Job Execution Reports


Once installed there will be 3 Job Execution reports available : OOD: Concurrent Program Execution Summary OOD: Program execution counts over time OOD: Detailed Program runtime history This section of the document will first go over some common concepts used by these reports and will then go into the specifics of each of these reports. When viewing any of these reports Use the View Ouput button. The output may exist in both the log and out files however only the output in the View Output button is properly formatted.

CommonConcepts
Job Execution flow
Before Analyzing these reports its important to understand the flow of how a job begins executing. 1. Job Submission The time a job is submitted into the system is recorded in the FND_CONCURRENT_REQUESTS table as the REQUEST_DATE. The requested_start_date of a job request can actually be in the past.

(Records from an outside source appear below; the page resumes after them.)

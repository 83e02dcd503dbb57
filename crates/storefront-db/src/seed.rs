//! Idempotent bootstrap data: a default administrator and a small catalogue.

use storefront_core::{AppError, hash_password_with_cost};
use storefront_models::{NewProduct, NewUser, UserRole};
use tracing::info;

use crate::store::{ProductStore, UserStore};

pub const DEFAULT_ADMIN_USERNAME: &str = "admin";
pub const DEFAULT_ADMIN_EMAIL: &str = "admin@example.com";
pub const DEFAULT_ADMIN_PASSWORD: &str = "admin123";

#[derive(Debug, Clone, Copy, Default, PartialEq, Eq)]
pub struct SeedReport {
    pub admin_created: bool,
    pub products_created: usize,
}

pub fn sample_products() -> Vec<NewProduct> {
    [
        (
            "Laptop Pro",
            "High-performance laptop for professionals",
            1299.99,
            "Electronics",
            50,
        ),
        (
            "Wireless Headphones",
            "Noise-cancelling wireless headphones",
            199.99,
            "Electronics",
            100,
        ),
        (
            "Coffee Maker",
            "Automatic coffee maker with timer",
            89.99,
            "Appliances",
            25,
        ),
        (
            "Running Shoes",
            "Comfortable running shoes for all terrains",
            129.99,
            "Sports",
            75,
        ),
        (
            "Smart Watch",
            "Fitness tracking smart watch",
            299.99,
            "Electronics",
            30,
        ),
    ]
    .into_iter()
    .map(|(name, description, price, category, stock)| NewProduct {
        name: name.to_string(),
        description: Some(description.to_string()),
        price,
        category: category.to_string(),
        stock,
    })
    .collect()
}

/// Creates the default admin if neither its username nor its email is taken,
/// and the sample catalogue if there are no products at all. Safe to run on
/// every start, including after the seeded admin has been edited.
pub async fn seed_defaults(
    users: &dyn UserStore,
    products: &dyn ProductStore,
    bcrypt_cost: u32,
) -> Result<SeedReport, AppError> {
    let mut report = SeedReport::default();

    let admin_taken = users
        .is_taken(Some(DEFAULT_ADMIN_USERNAME), Some(DEFAULT_ADMIN_EMAIL), None)
        .await?;

    if !admin_taken {
        let password_hash = hash_password_with_cost(DEFAULT_ADMIN_PASSWORD, bcrypt_cost)?;
        users
            .create(NewUser {
                username: DEFAULT_ADMIN_USERNAME.to_string(),
                email: DEFAULT_ADMIN_EMAIL.to_string(),
                password_hash,
                role: UserRole::Admin,
            })
            .await?;
        report.admin_created = true;
        info!(email = DEFAULT_ADMIN_EMAIL, "Default admin user created");
    }

    if products.count().await? == 0 {
        for product in sample_products() {
            products.create(product).await?;
            report.products_created += 1;
        }
        info!(count = report.products_created, "Sample products created");
    }

    Ok(report)
}

#[cfg(test)]
mod tests {
    use super::*;
    use crate::memory::{MemoryProductStore, MemoryUserStore};
    use storefront_core::verify_password;
    use storefront_models::UserChanges;

    #[tokio::test]
    async fn test_seed_is_idempotent() {
        let users = MemoryUserStore::new();
        let products = MemoryProductStore::new();

        let first = seed_defaults(&users, &products, 4).await.unwrap();
        assert!(first.admin_created);
        assert_eq!(first.products_created, 5);

        let second = seed_defaults(&users, &products, 4).await.unwrap();
        assert_eq!(second, SeedReport::default());
        assert_eq!(products.count().await.unwrap(), 5);
    }

    #[tokio::test]
    async fn test_seeded_admin_can_authenticate() {
        let users = MemoryUserStore::new();
        let products = MemoryProductStore::new();
        seed_defaults(&users, &products, 4).await.unwrap();

        let record = users.find_by_email(DEFAULT_ADMIN_EMAIL).await.unwrap().unwrap();
        assert_eq!(record.user.role, UserRole::Admin);
        assert!(verify_password(DEFAULT_ADMIN_PASSWORD, &record.password_hash).unwrap());
    }

    #[tokio::test]
    async fn test_reseed_after_admin_email_change() {
        let users = MemoryUserStore::new();
        let products = MemoryProductStore::new();
        seed_defaults(&users, &products, 4).await.unwrap();

        let admin = users.find_by_email(DEFAULT_ADMIN_EMAIL).await.unwrap().unwrap();
        users
            .update(
                admin.user.id,
                UserChanges {
                    email: Some("ops@example.com".to_string()),
                    ..UserChanges::default()
                },
            )
            .await
            .unwrap();

        let report = seed_defaults(&users, &products, 4).await.unwrap();
        assert!(!report.admin_created);
        assert!(users.find_by_email(DEFAULT_ADMIN_EMAIL).await.unwrap().is_none());
    }

    #[tokio::test]
    async fn test_reseed_after_admin_rename() {
        let users = MemoryUserStore::new();
        let products = MemoryProductStore::new();
        seed_defaults(&users, &products, 4).await.unwrap();

        let admin = users.find_by_email(DEFAULT_ADMIN_EMAIL).await.unwrap().unwrap();
        users
            .update(
                admin.user.id,
                UserChanges {
                    username: Some("operator".to_string()),
                    ..UserChanges::default()
                },
            )
            .await
            .unwrap();

        let report = seed_defaults(&users, &products, 4).await.unwrap();
        assert!(!report.admin_created);
    }

    #[test]
    fn test_sample_catalogue() {
        let products = sample_products();
        assert_eq!(products.len(), 5);
        assert_eq!(products[0].name, "Laptop Pro");
        assert_eq!(
            products.iter().filter(|p| p.category == "Electronics").count(),
            3
        );
    }
}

For Example a third party system could submit a job at 11am Jan 2nd 2009 with a requested_start_date of 11am Jan 1st 2009. To reconcile this issue we take the greater of these 2 dates to determine the effective requested_start_date. 2. Once a job is submitted it will have a phase code of P. If there are any incompatibilities between that job and any other job on the system it will have a status code of Q for standby otherwise it will have a status code of I 3. When the sysdate is greater than the requested_start_date one of 2 things happens a. If the status is Q the job remains in standby mode until the Conflict Resolution Manager (CRM) releases it. Once the CRM releases the job it updates CRM_RELEASE_DATE column to the current time and the job goes into Pending normal mode. b. If the job is already in Pending normal mode it will be available to be picked up by a running manager. 4. When a worker wakes up to poll it will check to see if there are any jobs waiting to run. At this time it will lock the record, update it to running mode move it to running phase and begin executing the job. 5. When the job completes the manager takes care of any cleanup work (printing, rescheduling ) and completes the job by setting it to a complete phase. In general then we are trying to track and understand the times associated with the following phases : Status Code Q I Status meaning Standby Pending Common Interpretation Incompatible Waiting All the reports will break out the times by these 3 states. R Running Executing

Execution Time vs Actual Runtime

The main issue with execution time is that it often doesnt represent the load a job puts on the system. As an example lets take a job which executes 10 child processes. The master program submits a child and waits for the child to complete, then it submits the next process. Overall the master programs load on the system is tiny perhaps accounting for a few seconds of runtime. However the actual completion time may be hours later than the actual start time. To reconcile this we have created a table called the OOD_CONC_REQ_SETS table which tries to capture the real load runtime of a job instead of the recorded runtime. Where possible we use this metric to account for jobload rather than just the completion time start time.

Common Filter Parameters


These 3 jobs share a number of parameters that can be used to filter the selection criteria. Job Filters These filters on the job being executed are useful in getting a handle on the most used jobs, application, Queue or middle tier CM node in the system. o Program Short Name Find the short name from the Concurrent Program Define screen. o Application Short Name Program Application Short name (For example AR, ONT). Remember that GL is actually SQLGL and AP is SQLAP. o Concurrent Queue - This is the Concurrent Manager short name as seen in the second in the Concurrent Manager Define screen. o Hostname Concurrent Manager host name. Only relevant in a PCP configuration. Job execution times The default for the following 3 parameters is 0. Essentially these are used to grab any jobs which were in conflict for a long time (Standby time), Waiting for a worker (Pending time) or running for a long time (running time. Times are in whole minutes. o Min Standby Time o Min Wait Time o Min Run Time Timeframe - Start and end days for the reports to be looking for jobs. Starting Day begins at 00:00:00 of the specified day and Ending day ends at 23:59:59 of the specified day. o Starting Day o Ending Day Business Day definition Most of the time we are most concerned about jobs running during the business day. To exclude jobs running in the morning set the Start of business day to a more appropriate time (for example 08:00:00). Similarly to exclude jobs run at night bring the End of business day time earlier to say 5pm (eg 17:00:00) o Start of Business Day o End of Business Day o Exclude Weekends Excluding weekends also may make sense. Setting this to Y will exclude jobs which ran on Saturday and Sunday. Submitting User filters o Application User Name Select only a specifica Application users jobs

Application Resp Nam Select only those jobs submitted from a a specific Responsibility.

Switching Data Store


All the reports include the following flag: Live or Historical Tables By default the reports run against the historical data store populated by the job OOD: Create and Update Historical CM tables. By switching this to Live it will instead go against the live FND tables.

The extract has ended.